Best Solution For HA and Network Load Balancing?

SkyHi @ Friday, January 22, 2010
supaneko writes "I am working with a non-profit that will eventually host a massive online self-help archive and community (using FTP and HTTP services). We are expecting 1,000+ unique visitors / day. I know that having only one server to serve this number of people is not a great idea, so I began to look into clusters. After a bit of reading I determined that I am looking for high availability, in case of hardware fault, and network load balancing, which will allow the load to be shared among the two to six servers that we hope to purchase. What I have not been able to determine is the 'perfect' solution that would offer efficiency, ease-of-use, simple maintenance, enjoyable performance, and a notably better experience when compared to other setups. Reading about Windows 2003 Clustering makes the whole process sounds easy, while Linux and FreeBSD just seem overly complicated. But is this truly the case? What have you all done for clustering solutions that worked out well? What key features should I be aware for successful cluster setup (hubs, wiring, hardware, software, same servers across the board, etc.)?"

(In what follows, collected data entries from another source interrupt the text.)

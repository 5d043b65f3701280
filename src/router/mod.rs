pub mod webhook_router;
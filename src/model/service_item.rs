use crate::repository::record_repo::SheetRecord;
use crate::repository::sheet_schema::SERVICES;
use crate::repository::sheet_store::{Cell, Row, SheetSpec};
use crate::util::coerce::{cell_key, cell_number, lenient_f64, lenient_string, number_value};
use serde::{Deserialize, Serialize};
use serde_json::Value;

/// Unit used when a catalog entry does not name one.
pub const DEFAULT_UNIT: &str = "式";

/// Catalog entry of the service library.
#[derive(Debug, Clone, Default, PartialEq, Serialize, Deserialize)]
#[serde(default)]
pub struct ServiceItem {
    #[serde(deserialize_with = "lenient_string")]
    pub id: String,
    #[serde(deserialize_with = "lenient_string")]
    pub name: String,
    #[serde(deserialize_with = "lenient_string")]
    pub desc: String,
    #[serde(deserialize_with = "lenient_string")]
    pub unit: String,
    #[serde(deserialize_with = "lenient_f64")]
    pub price: f64,
}

impl SheetRecord for ServiceItem {
    const SHEET: SheetSpec = SERVICES;
    const KIND: &'static str = "Service";

    fn id(&self) -> &str {
        &self.id
    }

    fn normalized(self) -> Self {
        let unit = self.unit.trim();
        ServiceItem {
            id: self.id.trim().to_string(),
            name: self.name.trim().to_string(),
            desc: self.desc.trim().to_string(),
            unit: if unit.is_empty() { DEFAULT_UNIT.to_string() } else { unit.to_string() },
            price: if self.price.is_finite() { self.price } else { 0.0 },
        }
    }

    fn required_fields(&self) -> Vec<(&'static str, &str)> {
        vec![("id", &self.id), ("name", &self.name)]
    }

    fn to_row(&self) -> Row {
        vec![
            Value::from(self.id.as_str()),
            Value::from(self.name.as_str()),
            Value::from(self.desc.as_str()),
            Value::from(self.unit.as_str()),
            number_value(self.price),
        ]
    }

    fn from_row(row: &[Cell]) -> Option<Self> {
        let cell = |i: usize| row.get(i).map(cell_key).unwrap_or_default();
        let service = ServiceItem {
            id: cell(0),
            name: cell(1),
            desc: cell(2),
            unit: cell(3),
            price: row.get(4).map(cell_number).unwrap_or(0.0),
        };
        (!service.id.is_empty() && !service.name.is_empty()).then_some(service)
    }
}
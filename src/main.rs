use dotenv::dotenv;
use quotedesk_backend::app::app::App;
use quotedesk_backend::util::logger::Logger;
use tracing::{error, info, warn};

#[tokio::main]
async fn main() {
    let dotenv_result = dotenv();

    let _logger = match Logger::new("quotedesk-backend") {
        Ok(logger) => logger,
        Err(e) => {
            eprintln!("Failed to initialise logging: {}", e);
            std::process::exit(1);
        }
    };

    info!("Starting Quotedesk backend");
    match dotenv_result {
        Ok(_) => info!("Loaded .env file"),
        Err(e) => warn!("Failed to load .env file: {} (using system env vars)", e),
    }

    let app = match App::new().await {
        Ok(app) => app,
        Err(e) => {
            error!("Failed to start: {}", e);
            std::process::exit(1);
        }
    };

    if let Err(e) = app.start().await {
        error!("Server stopped: {}", e);
        std::process::exit(1);
    }
}
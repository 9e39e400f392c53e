//! Cache configuration.
//!
//! | Environment Variable | Description |
//! |---------------------|-------------|
//! | `FOLIO_CACHE_NAME` | Name used in diagnostics (default: `cache`) |
//! | `FOLIO_PAGE_SIZE` | Items per page (default: 16) |
//! | `FOLIO_CACHE_CAPACITY` | Resident pages kept before eviction (default: 5) |
//! | `FOLIO_CACHE_VERBOSE` | Log page loads, evictions and timings (`1`/`true`) |

use serde::{Deserialize, Serialize};

use crate::error::{CacheError, CacheResult};

/// Default number of resident pages.
pub const DEFAULT_CAPACITY: usize = 5;

/// Default number of items per page.
pub const DEFAULT_PAGE_SIZE: usize = 16;

/// Smallest capacity for which the eviction rule never evicts the page it is
/// inserting.
pub const MIN_CAPACITY: usize = 2;

/// Configuration for a [`PagedCache`](crate::PagedCache).
#[derive(Debug, Clone, PartialEq, Eq, Serialize, Deserialize)]
#[serde(default, deny_unknown_fields)]
pub struct CacheConfig {
    /// Name used in diagnostics.
    pub name: String,

    /// Number of items per page. Must be positive.
    pub page_size: usize,

    /// Maximum number of resident pages.
    pub capacity: usize,

    /// Emit page load/evict/timing lines at `info`.
    pub verbose: bool,
}

impl Default for CacheConfig {
    fn default() -> Self {
        Self {
            name: default_name(),
            page_size: DEFAULT_PAGE_SIZE,
            capacity: DEFAULT_CAPACITY,
            verbose: false,
        }
    }
}

fn default_name() -> String {
    "cache".to_string()
}

impl CacheConfig {
    /// Create a configuration with the given name and page size.
    pub fn new(name: impl Into<String>, page_size: usize) -> Self {
        Self {
            name: name.into(),
            page_size,
            ..Self::default()
        }
    }

    /// Create configuration from environment variables.
    pub fn from_env() -> Self {
        let defaults = Self::default();
        Self {
            name: std::env::var("FOLIO_CACHE_NAME").unwrap_or(defaults.name),
            page_size: std::env::var("FOLIO_PAGE_SIZE")
                .ok()
                .and_then(|v| v.parse().ok())
                .unwrap_or(defaults.page_size),
            capacity: std::env::var("FOLIO_CACHE_CAPACITY")
                .ok()
                .and_then(|v| v.parse().ok())
                .unwrap_or(defaults.capacity),
            verbose: std::env::var("FOLIO_CACHE_VERBOSE")
                .map(|v| v == "1" || v.eq_ignore_ascii_case("true"))
                .unwrap_or(defaults.verbose),
        }
    }

    /// Set the page size.
    pub fn with_page_size(mut self, page_size: usize) -> Self {
        self.page_size = page_size;
        self
    }

    /// Set the number of resident pages.
    pub fn with_capacity(mut self, capacity: usize) -> Self {
        self.capacity = capacity;
        self
    }

    /// Enable or disable verbose diagnostics.
    pub fn with_verbose(mut self, verbose: bool) -> Self {
        self.verbose = verbose;
        self
    }

    /// Check the configuration can back a cache.
    pub fn validate(&self) -> CacheResult<()> {
        if self.page_size == 0 {
            return Err(CacheError::InvalidConfig {
                message: "page_size must be greater than zero".into(),
            });
        }
        if self.capacity < MIN_CAPACITY {
            return Err(CacheError::InvalidConfig {
                message: format!(
                    "capacity must be at least {}, got {}",
                    MIN_CAPACITY, self.capacity
                ),
            });
        }
        Ok(())
    }
}
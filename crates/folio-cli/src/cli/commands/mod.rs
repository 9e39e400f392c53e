use super::args::*;

pub mod scan;

use crate::exit_codes::EXIT_SUCCESS;

pub async fn dispatch(cli: Cli) -> anyhow::Result<i32> {
    match cli.cmd {
        Command::Scan(args) => scan::run(args).await,
        Command::Version => {
            println!("{}", env!("CARGO_PKG_VERSION"));
            Ok(EXIT_SUCCESS)
        }
    }
}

You'll need something that detects the primary server is offline and switches to the backup automatically. You might also want to have a separate database server that mirrors the primary DB if you're storing a lot of user content, plus a backup for it (though the backup DB server could always be the same physical machine as one of the backup webservers).

On this note, if you're comfortable (and your application is compatible) with Linux+Apache, then heartbeat [] and DRBD [] will do this and are relatively simple to get up and running. Just avoid trying to use the heartbeat v2-style config (for simplicity), make sure both the database and apache are controlled by heartbeat, and don't forget to put your DB on the DRBD-replicated disk (vastly simpler than trying to deal with DB-level replication, and more than adequate for such a low load).

Oh, and don't forget to keep regular backups of your DB somewhere else other than those two machines.